Eighty years on, I sit in the same spot, pondering the cruise experience that brought my predecessors to this beautiful Caribbean island: a seven-week round-trip voyage from Southampton around the West Indies aboard SS Duchess of Richmond, a ship built in 1928 for the Canadian Pacific Steamship Company. I grew up with two old photographs taken in a grand salon aboard that ocean liner, romantic images of my grandparents and my father Tony, then aged eight, posing in the costumes they had packed for two fancy-dress balls that book-ended their odyssey.
But I don’t recall hearing any stories about this adventure on the high seas. I never knew my paternal grandparents, and as a child it simply didn’t occur to me to ask my father, who died when I was 18, what it was like for a family from north London to encounter something as foreign as the Caribbean back in the 30s. And then, a couple of years ago, I discover a diary kept by my grandmother during the voyage. It is a daily record of what life was like aboard the so-called Drunken Duchess, and her impressions of the intense heat and exotic ports of call, providing a fascinating 10,000-word insight into a bygone era of cruising. It would be impossible to re-create that 1936 itinerary in a single cruise today, but I want to follow in some of those family footsteps with a cruise line known for its traditional approach. That is what brings me to Curacao aboard Holland America Line’s handsome Vista-class ship, MS Zuiderdam.

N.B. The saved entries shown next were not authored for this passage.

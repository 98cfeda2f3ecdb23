//! Feed composition and feed-risk models.

use serde::{Deserialize, Serialize};
use std::fmt;

/// Reference nutrition index of one feed item for one species.
#[derive(Debug, Clone, Serialize, Deserialize, PartialEq)]
pub struct FeedScore {
    pub species: String,
    pub feed_item: String,
    /// Feed Nutrition Index contribution per unit of inclusion
    pub fni: f64,
}

/// One item of a submitted daily ration.
#[derive(Debug, Clone, Serialize, Deserialize, PartialEq)]
pub struct FeedInclusion {
    pub feed_item: String,
    /// Share of the daily ration (0.0 - 1.0)
    pub inclusion_rate: f64,
}

/// AMU-propensity bucket derived from feed composition.
#[derive(Debug, Clone, Copy, Serialize, Deserialize, PartialEq, Eq, Hash, PartialOrd, Ord)]
#[serde(rename_all = "snake_case")]
pub enum FeedRiskLevel {
    Low,
    Moderate,
    High,
    VeryHigh,
}

impl FeedRiskLevel {
    pub const ALL: [FeedRiskLevel; 4] = [
        FeedRiskLevel::Low,
        FeedRiskLevel::Moderate,
        FeedRiskLevel::High,
        FeedRiskLevel::VeryHigh,
    ];

    /// `< 0.20` low, `< 0.40` moderate, `< 0.60` high, otherwise very high.
    pub fn from_amu_risk(amu_risk: f64) -> Self {
        if amu_risk < 0.2 {
            Self::Low
        } else if amu_risk < 0.4 {
            Self::Moderate
        } else if amu_risk < 0.6 {
            Self::High
        } else {
            Self::VeryHigh
        }
    }

    pub fn as_str(&self) -> &'static str {
        match self {
            Self::Low => "low",
            Self::Moderate => "moderate",
            Self::High => "high",
            Self::VeryHigh => "very_high",
        }
    }

    pub fn parse(s: &str) -> Option<Self> {
        match s {
            "low" => Some(Self::Low),
            "moderate" => Some(Self::Moderate),
            "high" => Some(Self::High),
            "very_high" => Some(Self::VeryHigh),
            _ => None,
        }
    }
}

impl fmt::Display for FeedRiskLevel {
    fn fmt(&self, f: &mut fmt::Formatter<'_>) -> fmt::Result {
        f.write_str(self.as_str())
    }
}

/// Persisted feed line of a submission.
#[derive(Debug, Clone, Serialize, Deserialize, PartialEq)]
pub struct FeedEntry {
    pub entry_id: String,
    pub summary_id: String,
    pub farmer_id: String,
    pub species: String,
    pub feed_item: String,
    pub inclusion_rate: f64,
    /// `inclusion_rate × fni`
    pub fni_contribution: f64,
    pub created_at: String,
}

/// Derived daily FNI / AMU-risk snapshot for a farmer and species.
#[derive(Debug, Clone, Serialize, Deserialize, PartialEq)]
pub struct FeedRiskSummary {
    pub summary_id: String,
    pub farmer_id: String,
    pub species: String,
    pub daily_fni: f64,
    pub health_risk: f64,
    pub amu_risk: f64,
    pub risk_level: FeedRiskLevel,
    pub created_at: String,
}

/// Farmer ranked by latest AMU risk.
#[derive(Debug, Clone, Serialize, Deserialize, PartialEq)]
pub struct FarmerFeedRisk {
    pub farmer_id: String,
    pub species: String,
    pub amu_risk: f64,
    pub risk_level: FeedRiskLevel,
}

/// Aggregate view over stored feed risk summaries.
#[derive(Debug, Clone, Default, Serialize, Deserialize, PartialEq)]
pub struct FeedRiskStatistics {
    pub total_assessments: u32,
    /// Count per risk level, in level order
    pub level_counts: Vec<(FeedRiskLevel, u32)>,
    pub mean_daily_fni: Option<f64>,
    pub mean_amu_risk: Option<f64>,
    pub highest_risk_farmers: Vec<FarmerFeedRisk>,
}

The island’s colonial-style Hotel Americano was burned to the ground in a 1969 uprising by native workers, but I know where it stood from old postcards. Today an unassuming bar, Cafe Americano, stands on the site. My grandmother wrote: “Curacao is a Dutch possession and the buildings are all very clean. No whitewash is allowed owing to the glare, but the place looks much more picturesque with the various pastel shades.” When I visit, the view across the water appears virtually unchanged, and, three days into my pilgrimage, I am overwhelmed by a sense of connection with the past.
It happens a few times on this evocative trip, which also takes in Half Moon Cay, Aruba, Colombia, Panama and Costa Rica, but mostly it is the differences between cruising then and now — in terms of both on-board life and shore excursions — that are so striking.

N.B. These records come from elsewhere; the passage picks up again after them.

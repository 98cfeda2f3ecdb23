//! Residue and withdrawal projection.
//!
//! Model `exp-decay-v1`: first-order elimination with daily accumulation.
//! With `k = ln 2 / t½` and `n = max(duration, 1)` administrations, the
//! residue in a tissue at the end of the course is
//!
//! ```text
//! residue = dose × frequency × conversion × species_factor × partition × Σ_{i<n} e^{-k·i}
//! ```
//!
//! and the withdrawal period is the smallest whole number of days `d` with
//! `residue × e^{-k·d} ≤ MRL` for the worst tissue.

use chrono::NaiveDate;
use serde::{Deserialize, Serialize};

use super::classifier::classify_against;
use crate::catalog::ReferenceLookup;
use crate::models::{
    DoseTier, InvalidTreatment, ProductMatrix, ReferenceEntry, RiskCategory, TissueLimit,
    TissueResidue, Treatment,
};

pub const MODEL_VERSION: &str = "exp-decay-v1";

/// Outcome of projecting one treatment.
#[derive(Debug, Clone, Serialize, Deserialize, PartialEq)]
pub struct Projection {
    pub dose_tier: DoseTier,
    pub overdosage: bool,
    pub withdrawal_exempt: bool,
    pub tissues: Vec<TissueResidue>,
    pub worst_tissue: Option<String>,
    pub risk_percent: Option<f64>,
    pub risk_category: Option<RiskCategory>,
    pub withdrawal_days: Option<u32>,
    pub end_date: NaiveDate,
    pub safe_date: Option<NaiveDate>,
}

The diary describes how, in Curacao, “Everyone came back to the ship for lunch as there is very little to do and, after a nice rest until tea, we went ashore again and made a few purchases. There is nothing very much to buy there, the articles being mostly hand work on cloths and dressing gowns.” While my grandmother found little to do or buy, I have my pick of 14 excursions offered by the ship and opt to visit an aloe vera plantation and the 120-year-old Curacao Liqueur Distillery before exploring the capital independently. It as a Sunday and many of the shops have opened specially for Zuiderdam’s 1900 passengers. It is a far cry from 1936 when, if the ship put into a port on an early-closing day, souvenir shopping was simply off the agenda. I even have a comprehensive guide to the stores, courtesy of the ship’s port shopping ambassador, whose running commentary on the best shoreside deals is available 24/7 on my in-cabin TV.

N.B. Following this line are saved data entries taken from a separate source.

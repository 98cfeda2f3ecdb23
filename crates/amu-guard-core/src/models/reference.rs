//! Reference catalog models: dose bands, tissue limits and withdrawal curves.

use serde::{Deserialize, Serialize};
use std::fmt;

/// Therapeutic category of a medicine.
#[derive(Debug, Clone, Copy, Serialize, Deserialize, PartialEq, Eq, Hash)]
#[serde(rename_all = "snake_case")]
pub enum MedicineCategory {
    Antibiotic,
    Antiparasitic,
    AntiInflammatory,
    Nsaid,
    Hormonal,
    Anticoccidial,
    Vaccine,
    Vitamin,
    Mineral,
    Other,
}

impl MedicineCategory {
    /// Categories that never carry a residue withdrawal period.
    pub fn is_withdrawal_exempt(&self) -> bool {
        matches!(self, Self::Vaccine | Self::Vitamin | Self::Mineral)
    }

    pub fn as_str(&self) -> &'static str {
        match self {
            Self::Antibiotic => "antibiotic",
            Self::Antiparasitic => "antiparasitic",
            Self::AntiInflammatory => "anti_inflammatory",
            Self::Nsaid => "nsaid",
            Self::Hormonal => "hormonal",
            Self::Anticoccidial => "anticoccidial",
            Self::Vaccine => "vaccine",
            Self::Vitamin => "vitamin",
            Self::Mineral => "mineral",
            Self::Other => "other",
        }
    }

    /// Parse a category label, tolerating case and `-`/space separators.
    pub fn parse(s: &str) -> Option<Self> {
        let normalized = s.trim().to_lowercase().replace(['-', ' '], "_");
        match normalized.as_str() {
            "antibiotic" => Some(Self::Antibiotic),
            "antiparasitic" => Some(Self::Antiparasitic),
            "anti_inflammatory" => Some(Self::AntiInflammatory),
            "nsaid" => Some(Self::Nsaid),
            "hormonal" => Some(Self::Hormonal),
            "anticoccidial" => Some(Self::Anticoccidial),
            "vaccine" => Some(Self::Vaccine),
            "vitamin" => Some(Self::Vitamin),
            "mineral" => Some(Self::Mineral),
            "other" => Some(Self::Other),
            _ => None,
        }
    }
}

impl fmt::Display for MedicineCategory {
    fn fmt(&self, f: &mut fmt::Formatter<'_>) -> fmt::Result {
        f.write_str(self.as_str())
    }
}

/// Animal product channel a residue projection is made for.
#[derive(Debug, Clone, Copy, Serialize, Deserialize, PartialEq, Eq, Hash)]
#[serde(rename_all = "snake_case")]
pub enum ProductMatrix {
    Meat,
    Milk,
    Egg,
}

impl ProductMatrix {
    pub fn as_str(&self) -> &'static str {
        match self {
            Self::Meat => "meat",
            Self::Milk => "milk",
            Self::Egg => "egg",
        }
    }

    pub fn parse(s: &str) -> Option<Self> {
        match s.trim().to_lowercase().as_str() {
            "meat" => Some(Self::Meat),
            "milk" => Some(Self::Milk),
            "egg" | "eggs" => Some(Self::Egg),
            _ => None,
        }
    }
}

impl fmt::Display for ProductMatrix {
    fn fmt(&self, f: &mut fmt::Formatter<'_>) -> fmt::Result {
        f.write_str(self.as_str())
    }
}

/// Closed dose interval.
#[derive(Debug, Clone, Copy, Serialize, Deserialize, PartialEq)]
pub struct DoseBand {
    pub min: f64,
    pub max: f64,
}

impl DoseBand {
    pub fn contains(&self, dose: f64) -> bool {
        dose >= self.min && dose <= self.max
    }
}

/// Lower bound of the overdose tier.
#[derive(Debug, Clone, Copy, Serialize, Deserialize, PartialEq)]
pub struct OverdoseBand {
    pub min: f64,
}

/// The three dose tiers of a catalog entry.
#[derive(Debug, Clone, Copy, Serialize, Deserialize, PartialEq)]
pub struct DoseBands {
    pub safe: DoseBand,
    pub moderate: DoseBand,
    pub overdose: OverdoseBand,
}

/// Maximum residue limit and distribution factor for one tissue.
#[derive(Debug, Clone, Serialize, Deserialize, PartialEq)]
pub struct TissueLimit {
    /// Tissue name (e.g., "muscle", "liver", "milk")
    pub tissue: String,
    /// Maximum residue limit in µg/kg
    pub base_mrl: f64,
    /// Fraction of the systemic concentration that reaches this tissue
    pub partition_factor: f64,
}

/// Tissue limits per product matrix. Meat usually lists muscle, liver,
/// kidney and fat; milk and egg carry a single channel.
#[derive(Debug, Clone, Default, Serialize, Deserialize, PartialEq)]
pub struct MatrixTissues {
    #[serde(default)]
    pub meat: Vec<TissueLimit>,
    #[serde(default)]
    pub milk: Vec<TissueLimit>,
    #[serde(default)]
    pub egg: Vec<TissueLimit>,
}

impl MatrixTissues {
    pub fn for_matrix(&self, matrix: ProductMatrix) -> &[TissueLimit] {
        match matrix {
            ProductMatrix::Meat => &self.meat,
            ProductMatrix::Milk => &self.milk,
            ProductMatrix::Egg => &self.egg,
        }
    }

    pub fn is_empty(&self) -> bool {
        self.meat.is_empty() && self.milk.is_empty() && self.egg.is_empty()
    }
}

/// First-order elimination curve parameters.
#[derive(Debug, Clone, Serialize, Deserialize, PartialEq)]
pub struct ResidueProfile {
    /// Elimination half life in days
    pub half_life_days: f64,
    /// Converts an administered dose into a systemic concentration (µg/kg)
    pub dose_conversion_factor: f64,
    /// Species-specific scaling of the systemic concentration
    pub species_factor: f64,
    pub matrices: MatrixTissues,
}

impl ResidueProfile {
    /// Elimination rate constant `k = ln 2 / t½` (per day).
    pub fn elimination_rate(&self) -> f64 {
        std::f64::consts::LN_2 / self.half_life_days
    }

    /// Tissues modeled for a matrix, `None` when the curve does not cover it.
    pub fn tissues(&self, matrix: ProductMatrix) -> Option<&[TissueLimit]> {
        let tissues = self.matrices.for_matrix(matrix);
        if tissues.is_empty() {
            None
        } else {
            Some(tissues)
        }
    }
}

/// One (species, medicine) row of the reference catalog.
#[derive(Debug, Clone, Serialize, Deserialize, PartialEq)]
pub struct ReferenceEntry {
    pub species: String,
    pub medicine: String,
    pub category: MedicineCategory,
    /// Unit the dose bands are expressed in (e.g., "mg/kg")
    pub dose_unit: String,
    pub doses: DoseBands,
    /// Withdrawal curve; absent for products without residue data
    #[serde(default)]
    pub residue: Option<ResidueProfile>,
}

impl ReferenceEntry {
    /// Case- and whitespace-insensitive unit comparison.
    pub fn unit_matches(&self, unit: &str) -> bool {
        normalize_unit(&self.dose_unit) == normalize_unit(unit)
    }
}

fn normalize_unit(unit: &str) -> String {
    unit.chars()
        .filter(|c| !c.is_whitespace())
        .flat_map(char::to_lowercase)
        .collect()
}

Holland America Line brings the port experience on board at every opportunity; we sail away from Curacao sipping local cocktails, serenaded by a steel-pan player. Port-inspired entertainment and activities are laid on throughout the cruise, such as tropical poolside parties, steel-pan drumming lessons, Caribbean cookery classes, destination talks and films, visits to local markets. [. . .]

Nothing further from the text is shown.